Task requirements: All the data beneath this line is to be reproduced exactly.

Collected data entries

▼▼▼

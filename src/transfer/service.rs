//! Transfer Service
//!
//! Entry point of the transfer operation: validates the request, hands the
//! order to the ledger backend and reports the outcome.

use rust_decimal::Decimal;
use std::sync::Arc;
use tracing::{debug, info, warn};

use super::state::TransferOutcome;
use super::types::{TransferOrder, TransferPolicy, TransferReceipt};
use crate::account::AccountId;
use crate::ledger::{Ledger, LedgerError};

/// Cheap to clone; clones share the same ledger.
#[derive(Clone)]
pub struct TransferService {
    ledger: Arc<dyn Ledger>,
    policy: TransferPolicy,
}

impl TransferService {
    pub fn new(ledger: Arc<dyn Ledger>, policy: TransferPolicy) -> Self {
        Self { ledger, policy }
    }

    pub fn ledger(&self) -> &Arc<dyn Ledger> {
        &self.ledger
    }

    pub fn policy(&self) -> &TransferPolicy {
        &self.policy
    }

    /// Move `amount` from `source` to `target`, atomically.
    ///
    /// Not idempotent: calling twice moves the amount twice. Errors are
    /// returned as-is; retrying a [`LedgerError::Conflict`] is up to the caller.
    pub async fn transfer(
        &self,
        source: AccountId,
        target: AccountId,
        amount: Decimal,
    ) -> Result<TransferReceipt, LedgerError> {
        debug!(
            source = %source,
            target = %target,
            amount = %amount,
            backend = self.ledger.name(),
            "Transfer requested"
        );

        let result = match TransferOrder::new(source, target, amount, &self.policy) {
            Ok(order) => self.ledger.transfer(&order).await,
            Err(e) => Err(e),
        };

        let outcome = TransferOutcome::of(&result);
        match &result {
            Ok(receipt) => info!(
                outcome = %outcome,
                source = %source,
                target = %target,
                amount = %amount,
                source_balance = %receipt.source_balance,
                target_balance = %receipt.target_balance,
                "Transfer finished"
            ),
            Err(e) => warn!(
                outcome = %outcome,
                source = %source,
                target = %target,
                amount = %amount,
                code = e.code(),
                retryable = e.is_retryable(),
                error = %e,
                "Transfer finished"
            ),
        }

        result
    }
}
//! Ledger Error Types

use rust_decimal::Decimal;
use thiserror::Error;

use crate::account::AccountId;
use crate::money::AmountError;

/// SQLSTATE codes the caller may retry on
const SERIALIZATION_FAILURE: &str = "40001";
const DEADLOCK_DETECTED: &str = "40P01";
/// `numeric field overflow`: the value does not fit `NUMERIC(19, 2)`
const NUMERIC_VALUE_OUT_OF_RANGE: &str = "22003";

/// Ledger and transfer error types
///
/// Every failure leaves balances unchanged.
#[derive(Error, Debug, Clone, PartialEq, Eq)]
pub enum LedgerError {
    // === Lookup Errors ===
    #[error("Account not found: {0}")]
    AccountNotFound(AccountId),

    #[error("No account owned by '{0}'")]
    OwnerNotFound(String),

    #[error("Owner name '{name}' matches {matches} accounts")]
    AmbiguousOwner { name: String, matches: usize },

    // === Validation Errors ===
    #[error("Invalid amount: {0}")]
    InvalidAmount(#[from] AmountError),

    #[error("Source and target account cannot be the same")]
    SameAccount,

    #[error("Insufficient balance in account {account}: balance {balance}, amount {amount}")]
    InsufficientBalance {
        account: AccountId,
        balance: Decimal,
        amount: Decimal,
    },

    // === Transaction Errors ===
    #[error("Transaction conflict: {0}")]
    Conflict(String),

    #[error("Transfer aborted: {0}")]
    Aborted(String),

    #[error("Database error: {0}")]
    Database(String),
}

impl LedgerError {
    /// Get the error code for API responses
    pub fn code(&self) -> &'static str {
        match self {
            LedgerError::AccountNotFound(_)
            | LedgerError::OwnerNotFound(_)
            | LedgerError::AmbiguousOwner { .. } => "NOT_FOUND",
            LedgerError::InvalidAmount(_) => "INVALID_AMOUNT",
            LedgerError::SameAccount => "SAME_ACCOUNT",
            LedgerError::InsufficientBalance { .. } => "INSUFFICIENT_BALANCE",
            LedgerError::Conflict(_) => "TRANSACTION_CONFLICT",
            LedgerError::Aborted(_) => "ABORTED",
            LedgerError::Database(_) => "DATABASE_ERROR",
        }
    }

    /// Account or owner did not resolve to exactly one row
    pub fn is_not_found(&self) -> bool {
        self.code() == "NOT_FOUND"
    }

    /// Only concurrent-write conflicts are worth retrying
    pub fn is_retryable(&self) -> bool {
        matches!(self, LedgerError::Conflict(_))
    }
}

impl From<sqlx::Error> for LedgerError {
    fn from(e: sqlx::Error) -> Self {
        if let sqlx::Error::Database(db_err) = &e
            && let Some(code) = db_err.code()
        {
            match code.as_ref() {
                SERIALIZATION_FAILURE | DEADLOCK_DETECTED => {
                    return LedgerError::Conflict(db_err.message().to_string());
                }
                NUMERIC_VALUE_OUT_OF_RANGE => {
                    return LedgerError::InvalidAmount(AmountError::Overflow);
                }
                _ => {}
            }
        }
        LedgerError::Database(e.to_string())
    }
}
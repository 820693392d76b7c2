//! Account Ledger
//!
//! Storage of account balances keyed by account identity. Two backends
//! implement [`Ledger`]:
//!
//! - [`PgLedger`] - PostgreSQL `accounts` / `people` tables, row locks via
//!   `SELECT ... FOR UPDATE` inside one transaction per transfer.
//! - [`InMemoryLedger`] - per-account async mutexes, for tests and demos.
//!
//! Both lock the two rows of a transfer in ascending id order, so transfers
//! over disjoint accounts run concurrently and overlapping ones serialize
//! without deadlocking.

pub mod error;
pub mod fault;
pub mod memory;
pub mod postgres;

pub use error::LedgerError;
pub use fault::FaultInjector;
pub use memory::InMemoryLedger;
pub use postgres::PgLedger;

use async_trait::async_trait;
use rust_decimal::Decimal;

use crate::account::{Account, AccountId};
use crate::transfer::{TransferOrder, TransferReceipt};

/// Balance store operations
#[async_trait]
pub trait Ledger: Send + Sync {
    /// Get backend name for logging
    fn name(&self) -> &'static str;

    /// Current balance of an account
    async fn get_balance(&self, account_id: AccountId) -> Result<Decimal, LedgerError>;

    /// Overwrite a balance (single-row update)
    ///
    /// Bypasses the transfer operation; meant for provisioning and tests.
    async fn set_balance(&self, account_id: AccountId, balance: Decimal)
    -> Result<(), LedgerError>;

    /// Resolve the one account owned by a person with this name.
    ///
    /// Names are not assumed unique: zero matches is
    /// [`LedgerError::OwnerNotFound`], several is [`LedgerError::AmbiguousOwner`].
    async fn find_account_id_by_owner_name(&self, name: &str) -> Result<AccountId, LedgerError>;

    /// Account with its owner
    async fn get_account(&self, account_id: AccountId) -> Result<Account, LedgerError>;

    /// All accounts ordered by id
    async fn list_accounts(&self) -> Result<Vec<Account>, LedgerError>;

    /// Provision a new owner and account. Ids are assigned by the store.
    async fn open_account(
        &self,
        owner_name: &str,
        opening_balance: Decimal,
    ) -> Result<AccountId, LedgerError>;

    /// Apply a validated transfer as one atomic unit.
    ///
    /// On any error neither balance has changed.
    async fn transfer(&self, order: &TransferOrder) -> Result<TransferReceipt, LedgerError>;
}

/// Owner-name lookup result from a list of matching account ids
pub(crate) fn single_owner_match(
    name: &str,
    matches: Vec<AccountId>,
) -> Result<AccountId, LedgerError> {
    match matches.as_slice() {
        [] => Err(LedgerError::OwnerNotFound(name.to_string())),
        [id] => Ok(*id),
        many => Err(LedgerError::AmbiguousOwner {
            name: name.to_string(),
            matches: many.len(),
        }),
    }
}

fn receipt(order: &TransferOrder, settlement: &crate::transfer::Settlement) -> TransferReceipt {
    TransferReceipt {
        source: order.source(),
        target: order.target(),
        amount: order.amount(),
        source_balance: settlement.source_balance,
        target_balance: settlement.target_balance,
    }
}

▲▲▲

Completed exercise:
filename src/transfer/service.rs
//! Transfer Service
//!
//! Entry point of the transfer operation: validates the request, hands the
//! order to the ledger backend and reports the outcome.

use rust_decimal::Decimal;
use std::sync::Arc;
use tracing::{debug, info, warn};

use super::state::TransferOutcome;
use super::types::{TransferOrder, TransferPolicy, TransferReceipt};
use crate::account::AccountId;
use crate::ledger::{Ledger, LedgerError};

/// Cheap to clone; clones share the same ledger.
#[derive(Clone)]
pub struct TransferService {
    ledger: Arc<dyn Ledger>,
    policy: TransferPolicy,
}

impl TransferService {
    pub fn new(ledger: Arc<dyn Ledger>, policy: TransferPolicy) -> Self {
        Self { ledger, policy }
    }

    pub fn ledger(&self) -> &Arc<dyn Ledger> {
        &self.ledger
    }

    pub fn policy(&self) -> &TransferPolicy {
        &self.policy
    }

    /// Move `amount` from `source` to `target`, atomically.
    ///
    /// Not idempotent: calling twice moves the amount twice. Errors are
    /// returned as-is; retrying a [`LedgerError::Conflict`] is up to the caller.
    pub async fn transfer(
        &self,
        source: AccountId,
        target: AccountId,
        amount: Decimal,
    ) -> Result<TransferReceipt, LedgerError> {
        debug!(
            source = %source,
            target = %target,
            amount = %amount,
            backend = self.ledger.name(),
            "Transfer requested"
        );

        let result = match TransferOrder::new(source, target, amount, &self.policy) {
            Ok(order) => self.ledger.transfer(&order).await,
            Err(e) => Err(e),
        };

        let outcome = TransferOutcome::of(&result);
        match &result {
            Ok(receipt) => info!(
                outcome = %outcome,
                source = %source,
                target = %target,
                amount = %amount,
                source_balance = %receipt.source_balance,
                target_balance = %receipt.target_balance,
                "Transfer finished"
            ),
            Err(e) => warn!(
                outcome = %outcome,
                source = %source,
                target = %target,
                amount = %amount,
                code = e.code(),
                retryable = e.is_retryable(),
                error = %e,
                "Transfer finished"
            ),
        }

        result
    }
}
//! Ledger Error Types

use rust_decimal::Decimal;
use thiserror::Error;

use crate::account::AccountId;
use crate::money::AmountError;

/// SQLSTATE codes the caller may retry on
const SERIALIZATION_FAILURE: &str = "40001";
const DEADLOCK_DETECTED: &str = "40P01";
/// `numeric field overflow`: the value does not fit `NUMERIC(19, 2)`
const NUMERIC_VALUE_OUT_OF_RANGE: &str = "22003";

/// Ledger and transfer error types
///
/// Every failure leaves balances unchanged.
#[derive(Error, Debug, Clone, PartialEq, Eq)]
pub enum LedgerError {
    // === Lookup Errors ===
    #[error("Account not found: {0}")]
    AccountNotFound(AccountId),

    #[error("No account owned by '{0}'")]
    OwnerNotFound(String),

    #[error("Owner name '{name}' matches {matches} accounts")]
    AmbiguousOwner { name: String, matches: usize },

    // === Validation Errors ===
    #[error("Invalid amount: {0}")]
    InvalidAmount(#[from] AmountError),

    #[error("Source and target account cannot be the same")]
    SameAccount,

    #[error("Insufficient balance in account {account}: balance {balance}, amount {amount}")]
    InsufficientBalance {
        account: AccountId,
        balance: Decimal,
        amount: Decimal,
    },

    // === Transaction Errors ===
    #[error("Transaction conflict: {0}")]
    Conflict(String),

    #[error("Transfer aborted: {0}")]
    Aborted(String),

    #[error("Database error: {0}")]
    Database(String),
}

impl LedgerError {
    /// Get the error code for API responses
    pub fn code(&self) -> &'static str {
        match self {
            LedgerError::AccountNotFound(_)
            | LedgerError::OwnerNotFound(_)
            | LedgerError::AmbiguousOwner { .. } => "NOT_FOUND",
            LedgerError::InvalidAmount(_) => "INVALID_AMOUNT",
            LedgerError::SameAccount => "SAME_ACCOUNT",
            LedgerError::InsufficientBalance { .. } => "INSUFFICIENT_BALANCE",
            LedgerError::Conflict(_) => "TRANSACTION_CONFLICT",
            LedgerError::Aborted(_) => "ABORTED",
            LedgerError::Database(_) => "DATABASE_ERROR",
        }
    }

    /// Account or owner did not resolve to exactly one row
    pub fn is_not_found(&self) -> bool {
        self.code() == "NOT_FOUND"
    }

    /// Only concurrent-write conflicts are worth retrying
    pub fn is_retryable(&self) -> bool {
        matches!(self, LedgerError::Conflict(_))
    }
}

impl From<sqlx::Error> for LedgerError {
    fn from(e: sqlx::Error) -> Self {
        if let sqlx::Error::Database(db_err) = &e
            && let Some(code) = db_err.code()
        {
            match code.as_ref() {
                SERIALIZATION_FAILURE | DEADLOCK_DETECTED => {
                    return LedgerError::Conflict(db_err.message().to_string());
                }
                NUMERIC_VALUE_OUT_OF_RANGE => {
                    return LedgerError::InvalidAmount(AmountError::Overflow);
                }
                _ => {}
            }
        }
        LedgerError::Database(e.to_string())
    }
}
repository 820693392d76b7c2
//! Account Ledger
//!
//! Storage of account balances keyed by account identity. Two backends
//! implement [`Ledger`]:
//!
//! - [`PgLedger`] - PostgreSQL `accounts` / `people` tables, row locks via
//!   `SELECT ... FOR UPDATE` inside one transaction per transfer.
//! - [`InMemoryLedger`] - per-account async mutexes, for tests and demos.
//!
//! Both lock the two rows of a transfer in ascending id order, so transfers
//! over disjoint accounts run concurrently and overlapping ones serialize
//! without deadlocking.

pub mod error;
pub mod fault;
pub mod memory;
pub mod postgres;

pub use error::LedgerError;
pub use fault::FaultInjector;
pub use memory::InMemoryLedger;
pub use postgres::PgLedger;

use async_trait::async_trait;
use rust_decimal::Decimal;

use crate::account::{Account, AccountId};
use crate::transfer::{TransferOrder, TransferReceipt};

/// Balance store operations
#[async_trait]
pub trait Ledger: Send + Sync {
    /// Get backend name for logging
    fn name(&self) -> &'static str;

    /// Current balance of an account
    async fn get_balance(&self, account_id: AccountId) -> Result<Decimal, LedgerError>;

    /// Overwrite a balance (single-row update)
    ///
    /// Bypasses the transfer operation; meant for provisioning and tests.
    async fn set_balance(&self, account_id: AccountId, balance: Decimal)
    -> Result<(), LedgerError>;

    /// Resolve the one account owned by a person with this name.
    ///
    /// Names are not assumed unique: zero matches is
    /// [`LedgerError::OwnerNotFound`], several is [`LedgerError::AmbiguousOwner`].
    async fn find_account_id_by_owner_name(&self, name: &str) -> Result<AccountId, LedgerError>;

    /// Account with its owner
    async fn get_account(&self, account_id: AccountId) -> Result<Account, LedgerError>;

    /// All accounts ordered by id
    async fn list_accounts(&self) -> Result<Vec<Account>, LedgerError>;

    /// Provision a new owner and account. Ids are assigned by the store.
    async fn open_account(
        &self,
        owner_name: &str,
        opening_balance: Decimal,
    ) -> Result<AccountId, LedgerError>;

    /// Apply a validated transfer as one atomic unit.
    ///
    /// On any error neither balance has changed.
    async fn transfer(&self, order: &TransferOrder) -> Result<TransferReceipt, LedgerError>;
}

/// Owner-name lookup result from a list of matching account ids
pub(crate) fn single_owner_match(
    name: &str,
    matches: Vec<AccountId>,
) -> Result<AccountId, LedgerError> {
    match matches.as_slice() {
        [] => Err(LedgerError::OwnerNotFound(name.to_string())),
        [id] => Ok(*id),
        many => Err(LedgerError::AmbiguousOwner {
            name: name.to_string(),
            matches: many.len(),
        }),
    }
}

fn receipt(order: &TransferOrder, settlement: &crate::transfer::Settlement) -> TransferReceipt {
    TransferReceipt {
        source: order.source(),
        target: order.target(),
        amount: order.amount(),
        source_balance: settlement.source_balance,
        target_balance: settlement.target_balance,
    }
}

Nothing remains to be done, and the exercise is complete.